Türkiye son yıllarda hızla tek tipleşmeye doğru sürüklenmek isteniyor. Kendine göre yaşamın her alanını dizayn etmek isteyen bu anlayış ne yazık ki siyasetin merkezi Ankara’da pompalanıyor.

Bendensin, benim gibi düşünmek zorundasın, her dediğimize boyun eğeceksin…

Nasıl mı?

Türkiye Büyük Millet Meclisi’ne bakalım.

Bir yanda AK Parti ve MHP ittifakının Meclis’teki rakamsal çoğunluğu, diğer yanda CHP, HDP, İyi Parti bloku.

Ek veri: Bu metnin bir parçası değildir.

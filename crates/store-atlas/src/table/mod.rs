//! In-memory store table.
//!
//! [`StoreTable`] wraps a Polars `DataFrame` whose columns are all text. The
//! directory format mixes identifiers like `34638-85784`, codes and
//! coordinates; reading every column as a string keeps them byte-for-byte
//! so that the cleaned table round-trips to CSV unchanged apart from the
//! transforms applied to it. Empty fields are nulls.

mod row;

pub use row::{Row, Rows};

use crate::error::{AtlasError, Result};
use polars::prelude::*;
use std::collections::HashSet;
use std::fmt;
use std::io::Cursor;
use std::path::Path;
use tracing::debug;

/// Ordered collection of store records sharing one column schema.
#[derive(Debug, Clone)]
pub struct StoreTable {
    frame: DataFrame,
}

impl StoreTable {
    /// Load a delimited-text file with a header row.
    ///
    /// The resulting schema is exactly the header columns of the source.
    pub fn load(path: impl AsRef<Path>) -> Result<Self> {
        let path = path.as_ref();
        debug!("Loading store table from {}", path.display());

        let frame = csv_options()
            .try_into_reader_with_file_path(Some(path.to_path_buf()))
            .map_err(|e| AtlasError::load(path, e))?
            .finish()
            .map_err(|e| AtlasError::load(path, e))?;

        Self::checked(frame, path)
    }

    /// Parse delimited text held in memory.
    pub fn from_csv_text(text: &str) -> Result<Self> {
        let frame = csv_options()
            .into_reader_with_file_handle(Cursor::new(text.to_string()))
            .finish()
            .map_err(|e| AtlasError::load("<memory>", e))?;

        Self::checked(frame, Path::new("<memory>"))
    }

    fn checked(frame: DataFrame, source: &Path) -> Result<Self> {
        if frame.width() == 0 {
            return Err(AtlasError::load(source, "no header row"));
        }
        debug!(
            "Loaded {} rows x {} columns from {}",
            frame.height(),
            frame.width(),
            source.display()
        );
        Ok(Self { frame })
    }

    /// Wrap an existing frame.
    pub fn from_frame(frame: DataFrame) -> Self {
        Self { frame }
    }

    /// Borrow the underlying frame.
    pub fn frame(&self) -> &DataFrame {
        &self.frame
    }

    /// Consume the table, returning the underlying frame.
    pub fn into_frame(self) -> DataFrame {
        self.frame
    }

    /// Number of rows.
    pub fn height(&self) -> usize {
        self.frame.height()
    }

    /// Number of columns.
    pub fn width(&self) -> usize {
        self.frame.width()
    }

    pub fn is_empty(&self) -> bool {
        self.frame.height() == 0
    }

    /// Column names in schema order.
    pub fn column_names(&self) -> Vec<String> {
        self.frame
            .get_column_names()
            .into_iter()
            .map(|name| name.to_string())
            .collect()
    }

    /// Check that every named column is part of the schema.
    pub fn require_columns(&self, names: &[&str]) -> Result<()> {
        for name in names {
            self.column(name)?;
        }
        Ok(())
    }

    /// Per-column null counts, restricted to columns with at least one null.
    ///
    /// Entries are in schema order.
    pub fn column_nulls(&self) -> Vec<(String, usize)> {
        self.frame
            .get_columns()
            .iter()
            .filter(|col| col.null_count() > 0)
            .map(|col| (col.name().to_string(), col.null_count()))
            .collect()
    }

    /// Rows where `column` is null, in their original order, with all columns.
    pub fn rows_with_null(&self, column: &str) -> Result<StoreTable> {
        let mask = self.column(column)?.as_materialized_series().is_null();
        self.filter_rows(&mask)
    }

    /// Distinct non-null values of `column`, in first-encountered order.
    pub fn unique(&self, column: &str) -> Result<Vec<String>> {
        let values = self.text_column(column)?;
        let mut seen = HashSet::new();
        let mut unique = Vec::new();

        for value in values.into_iter().flatten() {
            if seen.insert(value) {
                unique.push(value.to_string());
            }
        }

        Ok(unique)
    }

    /// The first `n` rows.
    pub fn head(&self, n: usize) -> StoreTable {
        Self::from_frame(self.frame.head(Some(n)))
    }

    /// Snapshot of every column as text, for row-wise access.
    pub fn rows(&self) -> Result<Rows> {
        Rows::new(self)
    }

    pub(crate) fn column(&self, name: &str) -> Result<&Column> {
        self.frame
            .column(name)
            .map_err(|_| AtlasError::ColumnNotFound(name.to_string()))
    }

    /// A column cast to text.
    pub(crate) fn text_column(&self, name: &str) -> Result<StringChunked> {
        let text = self
            .column(name)?
            .as_materialized_series()
            .cast(&DataType::String)?;
        Ok(text.str()?.clone())
    }

    /// Overwrite an existing column with new values.
    pub(crate) fn replace_column(&mut self, name: &str, values: Vec<Option<String>>) -> Result<()> {
        self.column(name)?;
        let series = Series::new(name.into(), values);
        self.frame.replace(name, series)?;
        Ok(())
    }

    /// Copy out the rows selected by `mask`.
    pub(crate) fn filter_rows(&self, mask: &BooleanChunked) -> Result<StoreTable> {
        Ok(Self::from_frame(self.frame.filter(mask)?))
    }
}

impl fmt::Display for StoreTable {
    fn fmt(&self, f: &mut fmt::Formatter<'_>) -> fmt::Result {
        write!(f, "{}", self.frame)
    }
}

fn csv_options() -> CsvReadOptions {
    // Schema inference off: every column is read as text.
    CsvReadOptions::default()
        .with_has_header(true)
        .with_infer_schema_length(Some(0))
        .with_parse_options(CsvParseOptions::default().with_quote_char(Some(b'"')))
}

#[cfg(test)]
mod tests {
    use super::*;
    use pretty_assertions::assert_eq;

    fn sample() -> StoreTable {
        StoreTable::from_frame(
            df!(
                "Store Number" => &["1", "2", "3", "4"],
                "City" => &[Some("Cairo"), None, Some("Seattle"), None],
                "State/Province" => &[Some("C"), Some("GZ"), Some("WA"), None],
                "Country" => &["EG", "EG", "US", "US"],
            )
            .unwrap(),
        )
    }

    #[test]
    fn test_column_nulls_skips_complete_columns() {
        let nulls = sample().column_nulls();
        assert_eq!(
            nulls,
            vec![("City".to_string(), 2), ("State/Province".to_string(), 1)]
        );
        assert!(nulls.iter().all(|(_, count)| *count > 0));
    }

    #[test]
    fn test_column_nulls_empty_when_complete() {
        let table = StoreTable::from_frame(df!("Country" => &["US", "CN"]).unwrap());
        assert!(table.column_nulls().is_empty());
    }

    #[test]
    fn test_rows_with_null_keeps_order_and_columns() {
        let table = sample();
        let missing = table.rows_with_null("City").unwrap();

        assert_eq!(missing.height(), 2);
        assert_eq!(missing.column_names(), table.column_names());
        assert_eq!(missing.unique("Store Number").unwrap(), vec!["2", "4"]);
    }

    #[test]
    fn test_rows_with_null_unknown_column() {
        let err = sample().rows_with_null("Postcode").unwrap_err();
        assert!(matches!(err, AtlasError::ColumnNotFound(name) if name == "Postcode"));
    }

    #[test]
    fn test_unique_skips_nulls() {
        let table = sample();
        assert_eq!(table.unique("Country").unwrap(), vec!["EG", "US"]);
        assert_eq!(table.unique("City").unwrap(), vec!["Cairo", "Seattle"]);
    }

    #[test]
    fn test_require_columns() {
        let table = sample();
        assert!(table.require_columns(&["City", "Country"]).is_ok());
        assert!(matches!(
            table.require_columns(&["City", "Brand"]),
            Err(AtlasError::ColumnNotFound(name)) if name == "Brand"
        ));
    }

    #[test]
    fn test_from_csv_text_reads_everything_as_text() {
        let table = StoreTable::from_csv_text(
            "Store Number,City,Longitude\n47370-257954,Seattle,-122.34\n00123,,7.50\n",
        )
        .unwrap();

        assert_eq!(table.height(), 2);
        assert_eq!(
            table.unique("Store Number").unwrap(),
            vec!["47370-257954", "00123"]
        );
        assert_eq!(table.unique("Longitude").unwrap(), vec!["-122.34", "7.50"]);
        assert_eq!(table.column_nulls(), vec![("City".to_string(), 1)]);
    }

    #[test]
    fn test_header_only_source_is_an_empty_table() {
        let table = StoreTable::from_csv_text("Store Number,Country,City\n").unwrap();
        assert!(table.is_empty());
        assert_eq!(table.width(), 3);
    }

    #[test]
    fn test_load_missing_file() {
        let err = StoreTable::load("does/not/exist.csv").unwrap_err();
        assert_eq!(err.error_code(), "LOAD_ERROR");
    }

    #[test]
    fn test_replace_column_requires_existing_column() {
        let mut table = sample();
        let err = table
            .replace_column("Brand", vec![None, None, None, None])
            .unwrap_err();
        assert!(matches!(err, AtlasError::ColumnNotFound(_)));
    }
}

Muhalefetin en makul önergeleri bile bu anlayış sebebiyle her defasında geri çevriliyor.

Mesela kadın cinayetleri, mesela son zamanlarda artış gösteren intihar vakaları.

Nedenler araştırılsın, yerinde incelensin, ilgili kurumlar, kişiler dinlensin, sonra da bir çözüm bulunsun diye verilen önergeler, reddediliyor.

Ötesi linç kampanyaları başlatılıyor.

Ahmet Türk’e ve Kemal Kılıçdaroğlu’na atılan yumruklar ve linç girişimini hatırlayalım.

İki liderin yüzünde patlayan yumruklar aslında demokrasiye atılmış yumruklardı.

Ama sonuç ne oldu.

Saldırganlar yakalandı, kısa bir süre hapis yattı ve yaşama kaldıkları yere geri döndü.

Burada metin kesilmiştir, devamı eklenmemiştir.